How many lines of the listing below contain "PendingMap"? State the number alone.

[DATA TO USE — start]

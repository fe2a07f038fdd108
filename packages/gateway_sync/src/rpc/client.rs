//! Websocket JSON-RPC connection to a workspace host.
//!
//! One socket per host. A single task owns the socket: it writes queued
//! requests, routes responses to their waiting callers, and fans
//! `onInstanceUpdate` notifications out to subscribers. When the socket ends
//! for any reason every pending request fails and every subscription ends
//! with `SubscriptionBroken`.

use std::collections::HashMap;
use std::sync::atomic::{AtomicU64, Ordering};
use std::sync::{Arc, Mutex};
use std::time::Duration;

use futures::{SinkExt, StreamExt};
use serde_json::{Value, json};
use tokio::sync::{broadcast, mpsc, oneshot};
use tokio_tungstenite::tungstenite::{
    self, Message,
    client::IntoClientRequest,
    http::{
        HeaderValue,
        header::{AUTHORIZATION, ORIGIN},
    },
};
use tokio_util::sync::CancellationToken;
use tracing::{debug, info, warn};

use workspace_sync::{
    Connector, GetSessionsOptions, Selector, SessionRecord, SyncError, UpdateEvent, UpdateFeed,
    WorkspaceApi,
};

use super::RpcError;
use super::protocol::{
    Inbound, METHOD_GET_WORKSPACES, METHOD_INSTANCE_UPDATE, Request, WorkspaceInfo,
    instance_update,
};

type PendingMap = HashMap<u64, oneshot::Sender<Result<Value, RpcError>>>;

/// Capacity of the notification fan-out. A subscriber that falls further
/// behind than this is treated as broken and must resync.
const UPDATE_CHANNEL_CAPACITY: usize = 256;

/// Where and how to reach a host.
#[derive(Clone, Debug)]
pub struct Endpoint {
    pub host: String,
    pub token: String,
    pub tls: bool,
    pub request_timeout: Duration,
}

impl Endpoint {
    pub fn url(&self) -> String {
        let scheme = if self.tls { "wss" } else { "ws" };
        format!("{scheme}://{}/api/v1", self.host)
    }

    pub fn origin(&self) -> String {
        let scheme = if self.tls { "https" } else { "http" };
        format!("{scheme}://{}", self.host)
    }
}

/// State shared between the connection handle and its socket task.
struct Shared {
    pending: Mutex<PendingMap>,
    updates: broadcast::Sender<UpdateEvent>,
    closed: CancellationToken,
    close_reason: Mutex<Option<String>>,
}

impl Shared {
    fn new() -> Self {
        let (updates, _) = broadcast::channel(UPDATE_CHANNEL_CAPACITY);
        Self {
            pending: Mutex::new(HashMap::new()),
            updates,
            closed: CancellationToken::new(),
            close_reason: Mutex::new(None),
        }
    }

    /// Park a waiter for response `id`. Checked under the pending lock:
    /// `close` cancels before draining, so a waiter is either drained or refused.
    fn register(
        &self,
        id: u64,
    ) -> Result<oneshot::Receiver<Result<Value, RpcError>>, RpcError> {
        let mut pending = self.pending();
        if self.closed.is_cancelled() {
            drop(pending);
            return Err(RpcError::Closed(self.close_reason()));
        }
        let (tx, rx) = oneshot::channel();
        pending.insert(id, tx);
        Ok(rx)
    }

    fn pending(&self) -> std::sync::MutexGuard<'_, PendingMap> {
        self.pending.lock().unwrap_or_else(|e| e.into_inner())
    }

    fn close_reason(&self) -> String {
        self.close_reason
            .lock()
            .unwrap_or_else(|e| e.into_inner())
            .clone()
            .unwrap_or_else(|| "connection closed".to_string())
    }

    fn dispatch(&self, text: &str) {
        let inbound = match Inbound::parse(text) {
            Ok(inbound) => inbound,
            Err(e) => {
                warn!(error = %e, "unparseable frame from server");
                return;
            }
        };
        match inbound {
            Inbound::Response { id, result } => {
                let Some(waiter) = self.pending().remove(&id) else {
                    debug!(id, "response for unknown or expired request");
                    return;
                };
                let _ = waiter.send(result.map_err(|e| RpcError::Remote {
                    code: e.code,
                    message: e.message,
                }));
            }
            Inbound::Notification { method, params } if method == METHOD_INSTANCE_UPDATE => {
                match instance_update(params) {
                    // No receivers just means nobody is subscribed right now.
                    Ok(instance) => {
                        if let Some(event) = instance.into_update() {
                            let _ = self.updates.send(event);
                        }
                    }
                    Err(e) => warn!(error = %e, "malformed instance update"),
                }
            }
            Inbound::Notification { method, .. } => {
                debug!(method = %method, "ignoring notification");
            }
            Inbound::Ignored => {}
        }
    }

    fn close(&self, reason: String) {
        {
            let mut slot = self.close_reason.lock().unwrap_or_else(|e| e.into_inner());
            if slot.is_none() {
                *slot = Some(reason.clone());
            }
        }
        self.closed.cancel();
        let waiters: Vec<_> = self.pending().drain().map(|(_, tx)| tx).collect();
        for tx in waiters {
            let _ = tx.send(Err(RpcError::Closed(reason.clone())));
        }
    }
}

/// A live JSON-RPC connection. Dropping the last handle closes the socket.
pub struct RpcConnection {
    host: String,
    outbound: mpsc::Sender<Message>,
    shared: Arc<Shared>,
    next_id: AtomicU64,
    request_timeout: Duration,
    shutdown: CancellationToken,
}

impl RpcConnection {
    /// Open the websocket and start the socket task.
    pub async fn open(endpoint: &Endpoint) -> Result<Self, RpcError> {
        let mut request = endpoint
            .url()
            .into_client_request()
            .map_err(RpcError::from_tungstenite)?;
        let headers = request.headers_mut();
        headers.insert(
            AUTHORIZATION,
            HeaderValue::from_str(&format!("Bearer {}", endpoint.token))
                .map_err(|e| RpcError::Other(e.into()))?,
        );
        headers.insert(
            ORIGIN,
            HeaderValue::from_str(&endpoint.origin()).map_err(|e| RpcError::Other(e.into()))?,
        );

        let (ws_stream, _) = tokio_tungstenite::connect_async(request)
            .await
            .map_err(RpcError::from_tungstenite)?;
        info!(host = %endpoint.host, "websocket connected");

        let (outbound_tx, outbound_rx) = mpsc::channel(64);
        let shared = Arc::new(Shared::new());
        let shutdown = CancellationToken::new();

        tokio::spawn(run_socket(
            ws_stream,
            outbound_rx,
            shared.clone(),
            shutdown.clone(),
            endpoint.host.clone(),
        ));

        Ok(Self {
            host: endpoint.host.clone(),
            outbound: outbound_tx,
            shared,
            next_id: AtomicU64::new(1),
            request_timeout: endpoint.request_timeout,
            shutdown,
        })
    }

    pub fn is_closed(&self) -> bool {
        self.shared.closed.is_cancelled()
    }

    /// Send a request and wait for its response, bounded by the request timeout.
    pub async fn request(&self, method: &str, params: Value) -> Result<Value, RpcError> {
        if self.is_closed() {
            return Err(RpcError::Closed(self.shared.close_reason()));
        }

        let id = self.next_id.fetch_add(1, Ordering::Relaxed);
        let text = serde_json::to_string(&Request::new(id, method, params))
            .map_err(|e| RpcError::Other(e.into()))?;
        let rx = self.shared.register(id)?;
        if self.outbound.send(Message::Text(text.into())).await.is_err() {
            self.shared.pending().remove(&id);
            return Err(RpcError::Closed(self.shared.close_reason()));
        }
        debug!(id, method, "request sent");

        match tokio::time::timeout(self.request_timeout, rx).await {
            Ok(Ok(result)) => result,
            Ok(Err(_)) => Err(RpcError::Closed(self.shared.close_reason())),
            Err(_) => {
                self.shared.pending().remove(&id);
                Err(RpcError::Timeout {
                    method: method.to_string(),
                    after: self.request_timeout,
                })
            }
        }
    }

    /// Fetch up to `limit` workspaces, most recent first.
    pub async fn get_workspaces(&self, limit: usize) -> Result<Vec<WorkspaceInfo>, RpcError> {
        let result = self
            .request(METHOD_GET_WORKSPACES, json!([{ "limit": limit }]))
            .await?;
        serde_json::from_value(result).map_err(|e| RpcError::Other(e.into()))
    }

    /// Stream of instance updates matching `selector`.
    pub fn updates(&self, selector: Selector) -> UpdateFeed {
        update_feed(
            self.shared.updates.subscribe(),
            self.shared.clone(),
            selector,
        )
    }
}

impl Drop for RpcConnection {
    fn drop(&mut self) {
        debug!(host = %self.host, "releasing connection");
        self.shutdown.cancel();
    }
}

impl WorkspaceApi for RpcConnection {
    async fn get_sessions(&self, options: GetSessionsOptions) -> workspace_sync::Result<Vec<SessionRecord>> {
        let infos = self
            .get_workspaces(options.limit)
            .await
            .map_err(|e| SyncError::SnapshotFetch(e.to_string()))?;
        Ok(infos.into_iter().map(SessionRecord::from).collect())
    }

    async fn subscribe_updates(&self, selector: &Selector) -> workspace_sync::Result<UpdateFeed> {
        if self.is_closed() {
            return Err(SyncError::SubscriptionBroken(self.shared.close_reason()));
        }
        Ok(self.updates(selector.clone()))
    }
}

struct FeedState {
    rx: broadcast::Receiver<UpdateEvent>,
    shared: Arc<Shared>,
    selector: Selector,
}

fn update_feed(
    rx: broadcast::Receiver<UpdateEvent>,
    shared: Arc<Shared>,
    selector: Selector,
) -> UpdateFeed {
    let state = FeedState {
        rx,
        shared,
        selector,
    };
    futures::stream::unfold(Some(state), |state| async move {
        let mut state = state?;
        loop {
            tokio::select! {
                biased;
                msg = state.rx.recv() => match msg {
                    Ok(event) if state.selector.matches(&event.session_id) => {
                        return Some((Ok(event), Some(state)));
                    }
                    Ok(_) => continue,
                    Err(broadcast::error::RecvError::Lagged(n)) => {
                        warn!(skipped = n, "update subscriber lagged; resync required");
                        let err = SyncError::SubscriptionBroken(format!("missed {n} updates"));
                        return Some((Err(err), None));
                    }
                    Err(broadcast::error::RecvError::Closed) => {
                        let err = SyncError::SubscriptionBroken(state.shared.close_reason());
                        return Some((Err(err), None));
                    }
                },
                _ = state.shared.closed.cancelled() => {
                    let err = SyncError::SubscriptionBroken(state.shared.close_reason());
                    return Some((Err(err), None));
                }
            }
        }
    })
    .boxed()
}

async fn run_socket(
    ws_stream: tokio_tungstenite::WebSocketStream<
        tokio_tungstenite::MaybeTlsStream<tokio::net::TcpStream>,
    >,
    mut outbound: mpsc::Receiver<Message>,
    shared: Arc<Shared>,
    shutdown: CancellationToken,
    host: String,
) {
    let (mut ws_write, mut ws_read) = ws_stream.split();

    let reason = loop {
        tokio::select! {
            _ = shutdown.cancelled() => {
                let _ = ws_write.send(Message::Close(None)).await;
                break "connection released".to_string();
            }

            Some(msg) = outbound.recv() => {
                if let Err(e) = ws_write.send(msg).await {
                    break format!("write failed: {e}");
                }
            }

            incoming = ws_read.next() => match incoming {
                Some(Ok(Message::Text(text))) => shared.dispatch(&text),
                Some(Ok(Message::Close(frame))) => {
                    break match frame {
                        Some(frame) => {
                            format!("closed by server: {} {}", u16::from(frame.code), &*frame.reason)
                        }
                        None => "closed by server".to_string(),
                    };
                }
                Some(Ok(_)) => {}
                Some(Err(e)) => break format!("read failed: {e}"),
                None => break "stream ended".to_string(),
            }
        }
    };

    info!(host = %host, reason = %reason, "websocket disconnected");
    shared.close(reason);
}

/// [`Connector`] backed by [`RpcConnection`]. A host counts as connected when
/// a token is configured.
pub struct RpcConnector {
    token: Option<String>,
    tls: bool,
    request_timeout: Duration,
}

impl RpcConnector {
    pub fn new(token: Option<String>, tls: bool, request_timeout: Duration) -> Self {
        Self {
            token: token.filter(|t| !t.trim().is_empty()),
            tls,
            request_timeout,
        }
    }

    fn endpoint(&self, host: &str, token: &str) -> Endpoint {
        Endpoint {
            host: host.to_string(),
            token: token.to_string(),
            tls: self.tls,
            request_timeout: self.request_timeout,
        }
    }
}

impl Connector for RpcConnector {
    type Api = RpcConnection;

    fn is_connected(&self, _host: &str) -> bool {
        self.token.is_some()
    }

    async fn connect(&self, host: &str) -> workspace_sync::Result<RpcConnection> {
        let Some(token) = self.token.as_deref() else {
            return Err(SyncError::NotConnected {
                host: host.to_string(),
            });
        };
        RpcConnection::open(&self.endpoint(host, token))
            .await
            .map_err(|e| SyncError::Connectivity {
                host: host.to_string(),
                reason: e.to_string(),
            })
    }
}

impl RpcError {
    pub fn from_tungstenite(err: tungstenite::Error) -> Self {
        let is_connect = match &err {
            tungstenite::Error::Io(io_err) => matches!(
                io_err.kind(),
                std::io::ErrorKind::ConnectionRefused
                    | std::io::ErrorKind::ConnectionReset
                    | std::io::ErrorKind::ConnectionAborted
            ),
            _ => false,
        };
        if is_connect {
            return Self::Unavailable;
        }
        match err {
            tungstenite::Error::Http(response) => Self::Rejected {
                status: response.status().as_u16(),
            },
            other => Self::Other(other.into()),
        }
    }
}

[DATA TO USE — finish]

:: EXERCISE RESPONSE ::
3